My own curiosity thus leads me to wonder what such a conversation might look like if we were indeed able to go back and somehow talk with the political leaders from three hundred years ago. My take is that once they got over the culture shock of what our technology has produced, I doubt that they would find us very different.

For example, I think they would recognize our sometimes vulgar political infighting. While we may be a bit more restrained than the member of the Continental Congress who called Adams, among other things, a hermaphrodite, currently there is a cartoon circulating on the internet showing open-mouthed public figures (all Democrats) along with Hitler and Bin Laden etc. under the heading of “assholes of the world.” The person who sent it out (Republican) thinks it very amusing. Personal attack appears always to have been part of the American political tradition. There must be something very satisfying about name-calling rather than debating, something in the tradition of the loudest and most offensive voice wins.
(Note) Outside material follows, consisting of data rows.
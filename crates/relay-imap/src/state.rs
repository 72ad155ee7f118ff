//! Connection state machine.
//!
//! ```text
//! Disconnected --greeting--> Connected --LOGIN--> Authenticated
//!                                  PREAUTH greeting --^   |  ^
//!                                          SELECT/EXAMINE |  | failed SELECT
//!                                                         v  |
//!                                                   FolderSelected
//! any --LOGOUT--> Closed        any --I/O failure--> Disconnected
//! ```

use crate::command::Command;
use crate::types::Mailbox;
use crate::{Error, Result};

/// Where a connection is in its lifecycle.
#[derive(Debug, Clone, PartialEq, Eq)]
pub enum SessionState {
    /// No usable transport: never connected, or the transport failed.
    Disconnected,
    /// Greeting received, not yet logged in.
    Connected,
    /// Logged in, no mailbox selected.
    Authenticated,
    /// A mailbox is selected.
    FolderSelected {
        /// The selected mailbox.
        mailbox: Mailbox,
        /// True when opened with EXAMINE or the server forced read-only.
        read_only: bool,
    },
    /// LOGOUT completed.
    Closed,
}

impl SessionState {
    /// Short state name for logs and errors.
    #[must_use]
    pub const fn name(&self) -> &'static str {
        match self {
            Self::Disconnected => "disconnected",
            Self::Connected => "connected",
            Self::Authenticated => "authenticated",
            Self::FolderSelected { .. } => "folder-selected",
            Self::Closed => "closed",
        }
    }

    /// Returns the selected mailbox, if any.
    #[must_use]
    pub const fn selected(&self) -> Option<&Mailbox> {
        match self {
            Self::FolderSelected { mailbox, .. } => Some(mailbox),
            _ => None,
        }
    }

    /// Returns true while the transport can carry commands.
    #[must_use]
    pub const fn is_usable(&self) -> bool {
        !matches!(self, Self::Disconnected | Self::Closed)
    }

    /// Checks that `command` may be sent from this state.
    ///
    /// # Errors
    ///
    /// Returns [`Error::InvalidState`] naming the command and the state.
    pub fn check(&self, command: &Command) -> Result<()> {
        let allowed = match command {
            Command::Capability | Command::Noop | Command::Logout => self.is_usable(),
            Command::Login { .. } => matches!(self, Self::Connected),
            Command::Select(_) | Command::Examine(_) => {
                matches!(self, Self::Authenticated | Self::FolderSelected { .. })
            }
            Command::UidSearch(_)
            | Command::UidFetch { .. }
            | Command::UidCopy { .. } => matches!(self, Self::FolderSelected { .. }),
            Command::UidStore { .. }
            | Command::UidMove { .. }
            | Command::UidExpunge(_)
            | Command::Expunge => {
                if let Self::FolderSelected {
                    read_only: true, ..
                } = self
                {
                    return Err(Error::InvalidState(format!(
                        "{} needs a read-write mailbox",
                        command.name()
                    )));
                }
                matches!(self, Self::FolderSelected { .. })
            }
        };

        if allowed {
            Ok(())
        } else {
            Err(Error::InvalidState(format!(
                "{} not allowed while {}",
                command.name(),
                self.name()
            )))
        }
    }
}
Chances are these men from three hundred years ago would also see the endurance of one type of American personality. Many of those who made the treacherous journey to the New World were restless, rebellious, volcanic, and non-conformist—I think here of Tom Payne, who came from Lewes, just a hop-step from where I grew up in England. I doubt these men would have accepted authority if given the chance to resist—and I suspect this type is out living today in a shack in the wilds of Montana armed with enough guns to start WWIII. The American frontier ended only a hundred years or so ago, and once outer space is ready for colonization, I predict that these restless Americans will be among the first to go.

On the other hand, I believe the founders would be shocked at the ignorance and lack of education among many modern Americans despite its availability. Before universal education, only wealthy families could afford tutors for their sons who went to the private universities (Adams went to Harvard); women, even in wealthy families, often went begging (as my grandfather told my mother, he wasn’t going to pay for her education because that was just giving something to another man).

The underlying principle of public education was political, to create educated voters, but the benefits to someone like me who was provided with basic education and state-subsidized higher education are beyond calculation. Our gratitude for this blessing should be everywhere apparent, and yet all too often a strain of American anti-intellectualism clouds over the wonder of knowing who we are and where we come from. I personally find little to admire in the current habit of labeling anything the government supports as “socialism” (i.e. very bad, just like using the term communist back in the fifties) when it is clear that the person using the term has not taken the time eitherto understand its meaning or to recognize that public education is one benefit of government. Parents arguing for lower (i.e. more state funded) tuition might stop to consider that it might be more socialized education they are calling for.

Socialized benefits are all around us and we take them for granted. I think the original thinkers would point out our hypocrisy because the political thought behind the various documents that American’s cling to was the product of 18th Century enlightenment philosophies—which are the most self-aware I know of. So I think our sometimes pride in our own ignorance would appall our ancestors.